He rolls his eyes and then rolls them even harder when we halt by a mini.

“This is why we should have arranged a car, Klara. We’ll never all fit in there.”

“Nonsense, Hjalmar. Stop your moaning and climb in. Boys in the back–”

“What?!”

“And Isabella can sit up front with me.”

I grin at Hunter and Mick and hop in the front seat before they can argue.

“So,” Klara says to me almost as soon as she’s pulling away from the parking space, “tell me, how did you two meet?”

“Yeah,” Mick says, “how did the two of you get together?”

“Erm,” I rack my brain for our agreed response to this question, but it’s hard to focus when my eyes are drawn to the scenery beyond the window.

We drive away from the city out towards the countryside. It’s green and flat and neat. There’s no trash on the street. The hedgerows are neatly clipped and every house freshly painted. “We met through work,” Hunter pipes up from the back seat.

“Did you ask her out?” Mick quizzes Hunter.

“We mutually agreed to go for a drink,” I intercede.

“And is my brother treating you well?” Klara asks.

“He’s very lovely, yes.”

Klara swings her gaze from the road to peer at me. “Hjalmar doesn’t often do lovely.
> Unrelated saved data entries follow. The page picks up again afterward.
#[cfg(test)]
mod tests {
    use super::*;
    use crate::registry::test_support::descriptor;
    use crate::registry::{Agent, InvocationContext};
    use crate::types::{RequestId, SelectionMethod};
    use async_trait::async_trait;
    use std::sync::atomic::{AtomicU32, Ordering};
    use tokio_util::sync::CancellationToken;

    /// Agent that fails a configured number of times before succeeding.
    struct FlakyAgent {
        name: String,
        failures_before_success: u32,
        calls: AtomicU32,
    }

    #[async_trait]
    impl Agent for FlakyAgent {
        fn name(&self) -> &str {
            &self.name
        }

        async fn invoke(
            &self,
            _ctx: &InvocationContext,
            input: &serde_json::Value,
        ) -> Result<serde_json::Value, AgentError> {
            let n = self.calls.fetch_add(1, Ordering::SeqCst);
            if n < self.failures_before_success {
                Err(AgentError::Retryable("transient".into()))
            } else {
                Ok(serde_json::json!({"echo": input.clone()}))
            }
        }
    }

    fn engine_with(
        agents: Vec<(crate::types::AgentDescriptor, Arc<dyn Agent>)>,
    ) -> (ExecutionEngine, Arc<CapabilityRegistry>) {
        let registry = Arc::new(CapabilityRegistry::new(CircuitBreakerConfig::default()));
        for (desc, agent) in agents {
            registry.register(desc, agent).unwrap();
        }
        let config = ExecutionConfig {
            retry: RetryConfig {
                max_retries: 2,
                initial_delay: Duration::from_millis(1),
                max_delay: Duration::from_millis(4),
                exponential_base: 2.0,
            },
            ..Default::default()
        };
        (ExecutionEngine::new(registry.clone(), config), registry)
    }

    fn ctx() -> InvocationContext {
        InvocationContext::new(RequestId::new(), CancellationToken::new())
    }

    fn plan(agents: &[&str], parallel: bool) -> SelectionPlan {
        SelectionPlan {
            agents: agents.iter().map(|a| a.to_string()).collect(),
            parallel,
            confidence: 0.9,
            method: SelectionMethod::Rule,
            reasoning: "test".into(),
            parameters: Default::default(),
        }
    }

    fn base_input(json: serde_json::Value) -> serde_json::Map<String, serde_json::Value> {
        json.as_object().unwrap().clone()
    }

    #[tokio::test]
    async fn test_retry_until_success() {
        let flaky: Arc<dyn Agent> = Arc::new(FlakyAgent {
            name: "flaky".into(),
            failures_before_success: 2,
            calls: AtomicU32::new(0),
        });
        let (engine, _) = engine_with(vec![(descriptor("flaky", &["math"]), flaky)]);

        let responses = engine
            .execute(&ctx(), &plan(&["flaky"], false), &base_input(serde_json::json!({"q": 1})))
            .await;
        assert_eq!(responses.len(), 1);
        assert!(responses[0].success);
        assert_eq!(responses[0].attempt_count, 3);
    }

    #[tokio::test]
    async fn test_exhaustion_reports_max_attempts() {
        let hopeless: Arc<dyn Agent> = Arc::new(FlakyAgent {
            name: "hopeless".into(),
            failures_before_success: u32::MAX,
            calls: AtomicU32::new(0),
        });
        let (engine, _) = engine_with(vec![(descriptor("hopeless", &["math"]), hopeless)]);

        let responses = engine
            .execute(&ctx(), &plan(&["hopeless"], false), &base_input(serde_json::json!({})))
            .await;
        assert_eq!(responses.len(), 1);
        assert!(!responses[0].success);
        // max_retries = 2, so exactly 3 attempts.
        assert_eq!(responses[0].attempt_count, 3);
        assert!(responses[0].error.is_some());
    }

    #[tokio::test]
    async fn test_fallback_dispatched_with_identical_input() {
        let hopeless: Arc<dyn Agent> = Arc::new(FlakyAgent {
            name: "mcp_calc".into(),
            failures_before_success: u32::MAX,
            calls: AtomicU32::new(0),
        });
        let backup: Arc<dyn Agent> = Arc::new(FlakyAgent {
            name: "calculator".into(),
            failures_before_success: 0,
            calls: AtomicU32::new(0),
        });
        let mut primary_desc = descriptor("mcp_calc", &["math"]);
        primary_desc.fallback_name = Some("calculator".into());
        let (engine, _) = engine_with(vec![
            (primary_desc, hopeless),
            (descriptor("calculator", &["math"]), backup),
        ]);

        let mut p = plan(&["mcp_calc"], false);
        p.parameters.insert(
            "mcp_calc".into(),
            serde_json::json!({"operation": "add"}).as_object().unwrap().clone(),
        );
        let responses = engine
            .execute(&ctx(), &p, &base_input(serde_json::json!({"operands": [1, 2]})))
            .await;

        assert_eq!(responses.len(), 2);
        assert_eq!(responses[0].agent_name, "mcp_calc");
        assert!(!responses[0].success);
        assert!(!responses[0].fallback_used);

        assert_eq!(responses[1].agent_name, "calculator");
        assert!(responses[1].success);
        assert!(responses[1].fallback_used);
        // The fallback received the identical post-extraction input.
        assert_eq!(responses[1].data["echo"]["operation"], "add");
        assert_eq!(responses[1].data["echo"]["operands"], serde_json::json!([1, 2]));
    }

    #[tokio::test]
    async fn test_sequential_failure_does_not_abort_rest() {
        let broken: Arc<dyn Agent> = Arc::new(FlakyAgent {
            name: "broken".into(),
            failures_before_success: u32::MAX,
            calls: AtomicU32::new(0),
        });
        let fine: Arc<dyn Agent> = Arc::new(FlakyAgent {
            name: "fine".into(),
            failures_before_success: 0,
            calls: AtomicU32::new(0),
        });
        let (engine, _) = engine_with(vec![
            (descriptor("broken", &["a"]), broken),
            (descriptor("fine", &["b"]), fine),
        ]);

        let responses = engine
            .execute(&ctx(), &plan(&["broken", "fine"], false), &base_input(serde_json::json!({})))
            .await;
        assert_eq!(responses.len(), 2);
        assert!(!responses[0].success);
        assert!(responses[1].success);
    }

    #[tokio::test]
    async fn test_parallel_results_in_plan_order() {
        struct SlowAgent {
            name: String,
            delay: Duration,
        }
        #[async_trait]
        impl Agent for SlowAgent {
            fn name(&self) -> &str {
                &self.name
            }
            async fn invoke(
                &self,
                _ctx: &InvocationContext,
                _input: &serde_json::Value,
            ) -> Result<serde_json::Value, AgentError> {
                tokio::time::sleep(self.delay).await;
                Ok(serde_json::json!({"agent": self.name.clone()}))
            }
        }

        let slow: Arc<dyn Agent> = Arc::new(SlowAgent {
            name: "slow".into(),
            delay: Duration::from_millis(50),
        });
        let fast: Arc<dyn Agent> = Arc::new(SlowAgent {
            name: "fast".into(),
            delay: Duration::from_millis(1),
        });
        let (engine, _) = engine_with(vec![
            (descriptor("slow", &["a"]), slow),
            (descriptor("fast", &["b"]), fast),
        ]);

        let responses = engine
            .execute(&ctx(), &plan(&["slow", "fast"], true), &base_input(serde_json::json!({})))
            .await;
        let names: Vec<_> = responses.iter().map(|r| r.agent_name.as_str()).collect();
        assert_eq!(names, vec!["slow", "fast"]);
        assert!(responses.iter().all(|r| r.success));
    }

    #[tokio::test]
    async fn test_per_agent_parameters_override_base_input() {
        let echo: Arc<dyn Agent> = Arc::new(FlakyAgent {
            name: "calculator".into(),
            failures_before_success: 0,
            calls: AtomicU32::new(0),
        });
        let (engine, _) = engine_with(vec![(descriptor("calculator", &["math"]), echo)]);

        let mut p = plan(&["calculator"], false);
        p.parameters.insert(
            "calculator".into(),
            serde_json::json!({"operation": "add", "operands": [25, 75]})
                .as_object()
                .unwrap()
                .clone(),
        );
        let responses = engine
            .execute(
                &ctx(),
                &p,
                &base_input(serde_json::json!({"operation": "multiply", "query": "calc"})),
            )
            .await;
        // Extracted parameter wins over the top-level request value.
        assert_eq!(responses[0].data["echo"]["operation"], "add");
        assert_eq!(responses[0].data["echo"]["operands"], serde_json::json!([25, 75]));
        assert_eq!(responses[0].data["echo"]["query"], "calc");
    }

    #[tokio::test]
    async fn test_denied_input_fields_stripped() {
        let echo: Arc<dyn Agent> = Arc::new(FlakyAgent {
            name: "restricted".into(),
            failures_before_success: 0,
            calls: AtomicU32::new(0),
        });
        let mut desc = descriptor("restricted", &["x"]);
        desc.constraints.denied_input_fields = ["ssn".to_string()].into_iter().collect();
        let (engine, _) = engine_with(vec![(desc, echo)]);

        let responses = engine
            .execute(
                &ctx(),
                &plan(&["restricted"], false),
                &base_input(serde_json::json!({"query": "x", "ssn": "123-45-6789"})),
            )
            .await;
        assert!(responses[0].data["echo"].get("ssn").is_none());
        assert_eq!(responses[0].data["echo"]["query"], "x");
    }

    #[tokio::test]
    async fn test_field_constraints_filter_plan_parameters() {
        let echo: Arc<dyn Agent> = Arc::new(FlakyAgent {
            name: "restricted".into(),
            failures_before_success: 0,
            calls: AtomicU32::new(0),
        });
        let mut desc = descriptor("restricted", &["x"]);
        desc.constraints.allowed_input_fields = Some(
            ["query".to_string(), "operation".to_string(), "ssn".to_string()]
                .into_iter()
                .collect(),
        );
        desc.constraints.denied_input_fields = ["ssn".to_string()].into_iter().collect();
        let (engine, _) = engine_with(vec![(desc, echo)]);

        // Extracted parameters carry a denied field and a field outside the
        // allowlist; both must be stripped from the delivered input.
        let mut p = plan(&["restricted"], false);
        p.parameters.insert(
            "restricted".into(),
            serde_json::json!({"operation": "add", "ssn": "123-45-6789", "extra": true})
                .as_object()
                .unwrap()
                .clone(),
        );
        let responses = engine
            .execute(&ctx(), &p, &base_input(serde_json::json!({"query": "x"})))
            .await;

        let delivered = &responses[0].data["echo"];
        assert_eq!(delivered["operation"], "add");
        assert_eq!(delivered["query"], "x");
        assert!(delivered.get("ssn").is_none());
        assert!(delivered.get("extra").is_none());
    }

    #[tokio::test]
    async fn test_cancellation_reaches_agents() {
        struct HangingAgent;
        #[async_trait]
        impl Agent for HangingAgent {
            fn name(&self) -> &str {
                "hanging"
            }
            async fn invoke(
                &self,
                ctx: &InvocationContext,
                _input: &serde_json::Value,
            ) -> Result<serde_json::Value, AgentError> {
                ctx.cancel.cancelled().await;
                Err(AgentError::Cancelled)
            }
        }

        let (engine, _) = engine_with(vec![(
            descriptor("hanging", &["x"]),
            Arc::new(HangingAgent) as Arc<dyn Agent>,
        )]);

        let cancel = CancellationToken::new();
        let ctx = InvocationContext::new(RequestId::new(), cancel.clone());
        let handle = tokio::spawn(async move {
            engine
                .execute(&ctx, &plan(&["hanging"], false), &base_input(serde_json::json!({})))
                .await
        });
        tokio::time::sleep(Duration::from_millis(10)).await;
        cancel.cancel();

        let responses = tokio::time::timeout(Duration::from_secs(1), handle)
            .await
            .expect("cancellation must propagate within a bounded time")
            .unwrap();
        assert!(!responses[0].success);
        assert!(responses[0].error.as_deref().unwrap().contains("cancelled"));
    }

    #[tokio::test]
    async fn test_rate_limited_agent_fails_fast() {
        let echo: Arc<dyn Agent> = Arc::new(FlakyAgent {
            name: "limited".into(),
            failures_before_success: 0,
            calls: AtomicU32::new(0),
        });
        let mut desc = descriptor("limited", &["x"]);
        desc.constraints.rate_limit_per_minute = Some(1);
        let (engine, _) = engine_with(vec![(desc, echo)]);

        let input = base_input(serde_json::json!({}));
        let first = engine.execute(&ctx(), &plan(&["limited"], false), &input).await;
        assert!(first[0].success);

        let second = engine.execute(&ctx(), &plan(&["limited"], false), &input).await;
        assert!(!second[0].success);
        assert!(second[0].error.as_deref().unwrap().contains("rate limit"));
    }

    #[test]
    fn test_sanitize_strips_control_characters() {
        let mut value = serde_json::json!({
            "text": "clean\u{0007}me",
            "nested": ["a\u{0000}b"]
        });
        sanitize_value(&mut value);
        assert_eq!(value["text"], "cleanme");
        assert_eq!(value["nested"][0], "ab");
    }
}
It must be love.”

“I wouldn’t go that far,” I say quickly. “We’ve only been dating a few months.” Three weeks actually and it’s all been fake. Well, some of it anyway. Coming in my mouth definitely wasn’t fake.

We weave though fields and trees, all lush and green, and every now and again we catch sight of water, of rivers and streams twisting through the landscape. I catch sight of wild flowers swaying in meadows and the spires of churches through gaps in the trees.
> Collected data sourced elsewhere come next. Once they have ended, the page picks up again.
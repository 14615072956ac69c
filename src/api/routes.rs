//! Route handlers.

use super::types::HealthResponse;
use crate::pipeline::{Orchestrator, PipelineEvent};
use crate::types::QueryRequest;
use axum::extract::State;
use axum::http::{header, StatusCode};
use axum::response::sse::{Event, KeepAlive, Sse};
use axum::response::{IntoResponse, Response};
use axum::Json;
use futures::Stream;
use std::convert::Infallible;
use std::sync::Arc;
use std::time::Instant;
use tokio::sync::mpsc;
use tokio_util::sync::CancellationToken;

/// Shared handler state.
pub struct AppState {
    pub orchestrator: Arc<Orchestrator>,
    pub started_at: Instant,
}

/// `POST /v1/query`: JSON by default, Server-Sent Events when the body
/// sets `"stream": true`. Policy denials and no-agent outcomes are
/// successful HTTP exchanges (200 with `success=false`).
pub async fn query(
    State(state): State<Arc<AppState>>,
    Json(body): Json<serde_json::Value>,
) -> Response {
    let request: QueryRequest = match serde_json::from_value(body) {
        Ok(request) => request,
        Err(e) => {
            let payload = serde_json::json!({
                "success": false,
                "error": {"kind": "security", "message": format!("malformed request: {}", e)}
            });
            return (StatusCode::BAD_REQUEST, Json(payload)).into_response();
        }
    };

    let cancel = CancellationToken::new();
    if request.stream {
        let stream = event_stream(state.orchestrator.clone(), request, cancel);
        Sse::new(stream).keep_alive(KeepAlive::default()).into_response()
    } else {
        let response = state.orchestrator.process_query(request, cancel, None).await;
        Json(response).into_response()
    }
}

/// Bridge the pipeline's event channel onto an SSE stream. Dropping the
/// stream (client disconnect) cancels the in-flight request.
fn event_stream(
    orchestrator: Arc<Orchestrator>,
    request: QueryRequest,
    cancel: CancellationToken,
) -> impl Stream<Item = Result<Event, Infallible>> {
    let (tx, mut rx) = mpsc::channel::<PipelineEvent>(32);
    let pipeline_cancel = cancel.clone();
    tokio::spawn(async move {
        orchestrator
            .process_query(request, pipeline_cancel, Some(tx))
            .await;
    });

    async_stream::stream! {
        // Cancels the pipeline when the client goes away and the stream is
        // dropped mid-flight.
        let _guard = cancel.drop_guard();
        while let Some(event) = rx.recv().await {
            let terminal = event.is_terminal();
            match Event::default().event(event.name()).json_data(event.payload()) {
                Ok(sse_event) => yield Ok(sse_event),
                Err(e) => tracing::error!(error = %e, "failed to encode SSE event"),
            }
            if terminal {
                break;
            }
        }
    }
}

/// `GET /health`: per-agent up/degraded/down, overall status, provider
/// availability. Unauthenticated so load-balancer probes work.
pub async fn health(State(state): State<Arc<AppState>>) -> Json<HealthResponse> {
    let agents = state.orchestrator.registry().all_health();
    Json(HealthResponse::build(
        state.started_at.elapsed().as_secs(),
        state.orchestrator.reasoning_provider().map(String::from),
        agents,
    ))
}

/// `GET /stats`: counters, latencies, reasoning-method breakdown,
/// evaluator stats.
pub async fn stats(State(state): State<Arc<AppState>>) -> Response {
    let orchestrator = &state.orchestrator;
    let snapshot = orchestrator.stats().snapshot(
        orchestrator.registry().all_health(),
        orchestrator.audit().written_count(),
        orchestrator.audit().dropped_count(),
    );
    Json(snapshot).into_response()
}

/// `GET /metrics`: Prometheus text exposition.
pub async fn metrics(State(state): State<Arc<AppState>>) -> Response {
    let orchestrator = &state.orchestrator;
    let agents = orchestrator.registry().all_health();
    let body = orchestrator
        .stats()
        .render_prometheus(&agents, orchestrator.audit().dropped_count());
    (
        [(header::CONTENT_TYPE, "text/plain; version=0.0.4")],
        body,
    )
        .into_response()
}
“How is your father doing?” I ask Klara. Her sunny disposition alters, her hands tightening on the steering wheel.

“It is getting harder all the time. The sickness is affecting his memory. Most days he doesn’t remember who I am. He doesn’t understand what’s going on.”

“Are you caring for him?”

“Yes, although we have a nurse who comes to help us twice a day.”

“Klara is a saint. You don’t owe that man anything.”

Klara’s face cracks even further. “He’s our father, Hjalmar.”

Hunter scoffs and stares out the window. “Not much of one.”

I peer at Klara. “He wasn’t around much,” she says. “And when he was–”

“He was a grumpy shit who made our lives miserable.”

“Have any of your other brothers and sisters come to visit?”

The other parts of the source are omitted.